The Embassy of Finland in Vietnam has just released a short report by Finnish Ambassador Keijo Norvanto where he analyzes the possibilities for Finnish companies in Vietnam in 2022.
In the report, the Ambassador states that Vietnam is the fastest growing economy in Southeast Asia. Despite the recession caused by the Covid-19 pandemic, Vietnam’s GDP growth last year was estimated at 2 to 2.5 percent.
After the initial austerity measures, Vietnam has changed its policy and is now trying to adapt to the conditions of the pandemic by opening up its economy. Growth of about 2 percent is forecast for this year, which differs greatly from the most positive forecasts at the beginning of the year.
Uncertainty regarding travel and movement restrictions continues due to the pandemic situation and the implementation capacity of the complex administrative structure.
Moreover, the Ambassador states:
The goal of the Communist Party, the ruling Communist Party in Vietnam, is to ensure the independence and integrity of the country and its stable social development. Trade and investment are a means of developing the country, improving living conditions, and safeguarding social peace, as well as maintaining relations with foreign powers.
Vietnam’s long-term commitment to the international economy and free trade, as well as the EU-Vietnam Free Trade Agreement (EVFTA), which entered into force in 2020, are also expected to offer new opportunities for Finnish companies to enter the Vietnamese market.
Although Vietnam is integrated into the world economy, the business environment in Vietnam is still quite challenging and difficult to understand. Despite economic openings, there is a strong protectionist trend in the country and non-tariff barriers to trade, in particular, can be surprising and unpredictable. In these situations, long-term tension, as well as a reliable local partner or long-term personal presence, is essential. The embassy serves and supports companies in market access problems to the best of their ability.
The most promising and greatest commercial potential for Finland is in the energy and natural resources sectors. Vietnam has announced a 9 percent reduction in CO2 emissions by 2030 compared to BAU levels and a goal of carbon neutrality by 2050 through the transition to renewable energy, the development of a smart grid, and greater flexibility in energy production.

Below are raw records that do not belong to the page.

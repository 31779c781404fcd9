//! Verification report and the tabular sink that renders it.

use std::io::Write;

use chrono::{DateTime, Utc};
use serde::{Deserialize, Serialize};
use uuid::Uuid;

use crate::pipeline::ranking::ScoredResult;

/// Characters of the title shown in the table.
const TITLE_WIDTH: usize = 50;
/// Width of the score column.
const SCORE_WIDTH: usize = 5;

/// Outcome of one verification run.
#[derive(Clone, Debug, Serialize, Deserialize)]
pub struct VerificationReport {
    /// Identifier of the run, used in logs.
    pub run_id: Uuid,
    /// Query that was verified.
    pub query: String,
    /// Relevant papers, best first.
    pub results: Vec<ScoredResult>,
    /// Number of candidates returned by retrieval.
    pub retrieved: usize,
    /// Number of candidates whose judgment fell back after a failure.
    pub evaluation_failures: usize,
    /// When the run finished.
    pub completed_at: DateTime<Utc>,
}

impl VerificationReport {
    /// Number of relevant papers.
    #[must_use]
    pub const fn relevant(&self) -> usize {
        self.results.len()
    }

    /// Whether no paper survived verification.
    #[must_use]
    pub const fn is_empty(&self) -> bool {
        self.results.is_empty()
    }
}

/// Consumer of finished reports.
pub trait ReportSink: Send {
    /// Deliver one report.
    ///
    /// # Errors
    /// Returns an error if the report cannot be written.
    fn deliver(&mut self, report: &VerificationReport) -> std::io::Result<()>;
}

/// Renders reports as a plain-text table.
pub struct TableReport<W> {
    out: W,
}

impl<W: Write> TableReport<W> {
    /// Render into `out`.
    #[must_use]
    pub const fn new(out: W) -> Self {
        Self { out }
    }

    /// Give back the underlying writer.
    #[must_use]
    pub fn into_inner(self) -> W {
        self.out
    }
}

impl<W: Write + Send> ReportSink for TableReport<W> {
    fn deliver(&mut self, report: &VerificationReport) -> std::io::Result<()> {
        let out = &mut self.out;
        writeln!(out)?;
        writeln!(out, "Verified Evidence for: {}", report.query)?;
        writeln!(
            out,
            "{:^SCORE_WIDTH$} | {:<title_width$} | Extracted Evidence",
            "Score",
            "Title",
            title_width = TITLE_WIDTH + 3,
        )?;
        writeln!(out, "{}", "-".repeat(SCORE_WIDTH + TITLE_WIDTH + 30))?;

        if report.is_empty() {
            writeln!(out, "No relevant papers found.")?;
        }

        for result in &report.results {
            let evidence = result
                .evidence
                .as_deref()
                .map_or_else(|| "No direct quote".to_string(), |e| format!("\"{e}\""));
            writeln!(
                out,
                "{:^SCORE_WIDTH$} | {:<title_width$} | {}",
                result.score,
                truncate_title(result.candidate.display_title()),
                evidence,
                title_width = TITLE_WIDTH + 3,
            )?;
        }

        writeln!(out)?;
        writeln!(
            out,
            "Summary: Filtered {} relevant papers from {} raw results ({} evaluation failures).",
            report.relevant(),
            report.retrieved,
            report.evaluation_failures
        )?;
        out.flush()
    }
}

/// Cut a title to the column width, marking the cut with an ellipsis.
fn truncate_title(title: &str) -> String {
    let mut short: String = title.chars().take(TITLE_WIDTH).collect();
    short.push_str("...");
    short
}

#[cfg(test)]
mod tests {
    use super::*;
    use crate::scholar::Candidate;

    fn report(results: Vec<ScoredResult>) -> VerificationReport {
        VerificationReport {
            run_id: Uuid::new_v4(),
            query: "IMU camera sync".to_string(),
            results,
            retrieved: 4,
            evaluation_failures: 1,
            completed_at: Utc::now(),
        }
    }

    fn scored(title: &str, score: u8, evidence: Option<&str>) -> ScoredResult {
        ScoredResult {
            candidate: Candidate {
                paper_id: None,
                title: Some(title.to_string()),
                abstract_text: "abstract".to_string(),
                year: None,
                url: None,
            },
            score,
            evidence: evidence.map(String::from),
            reasoning: "r".to_string(),
        }
    }

    fn render(report: &VerificationReport) -> String {
        let mut sink = TableReport::new(Vec::new());
        assert!(sink.deliver(report).is_ok());
        String::from_utf8(sink.into_inner()).unwrap_or_default()
    }

    #[test]
    fn test_table_rows_and_summary() {
        let long_title = "A".repeat(80);
        let text = render(&report(vec![
            scored(&long_title, 9, Some("abstract")),
            scored("Short", 7, None),
        ]));

        assert!(text.contains("Verified Evidence for: IMU camera sync"));
        assert!(text.contains(&format!("{}...", "A".repeat(TITLE_WIDTH))));
        assert!(!text.contains(&"A".repeat(TITLE_WIDTH + 1)));
        assert!(text.contains("\"abstract\""));
        assert!(text.contains("No direct quote"));
        assert!(text.contains(
            "Summary: Filtered 2 relevant papers from 4 raw results (1 evaluation failures)."
        ));

        let nine = text.find(" 9 ").unwrap_or(usize::MAX);
        let seven = text.find(" 7 ").unwrap_or(0);
        assert!(nine < seven);
    }

    #[test]
    fn test_empty_report() {
        let text = render(&report(Vec::new()));
        assert!(text.contains("No relevant papers found."));
        assert!(text.contains("Filtered 0 relevant papers"));
    }

    #[test]
    fn test_truncate_title_multibyte() {
        let title = "é".repeat(60);
        assert_eq!(truncate_title(&title).chars().count(), TITLE_WIDTH + 3);
    }
}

The country’s waste management is to be reformed so that only 10 percent of the waste ends up in landfills. Waste sorting, reuse, and energy recovery, as well as improving air and water quality, are areas where Vietnam needs the technology and know-how that Finnish companies have to offer.
Vietnam is the fifth largest exporter of timber and is investing in modernizing production and increasing the degree of processing. Finnish companies can offer technology and solutions with the help of machines and equipment as well as automation.
The IT sector is expected to grow at a rate of 10-15% in the next few years. In particular, software development and services offer significant growth potential in both the private and public sectors. Growth is being accelerated by the digitalization program launched by the Vietnamese government to improve the living standards of its citizens, covering administrative, economic, and social functions.
The reduction in tariffs resulting from the free trade agreement has opened up new opportunities for food exports to Vietnam. The prosperous middle class is consuming more and more dairy, meat and fish products, which are also available in Finland.
Finland is known in Vietnam as the information society, which invests in high-quality education and the utilization of high technology. Education is a sector where these strengths can be combined in a way that supports Finland’s image, whether it is the mobility of students and researchers or the provision of teaching-related technology or services in Vietnam.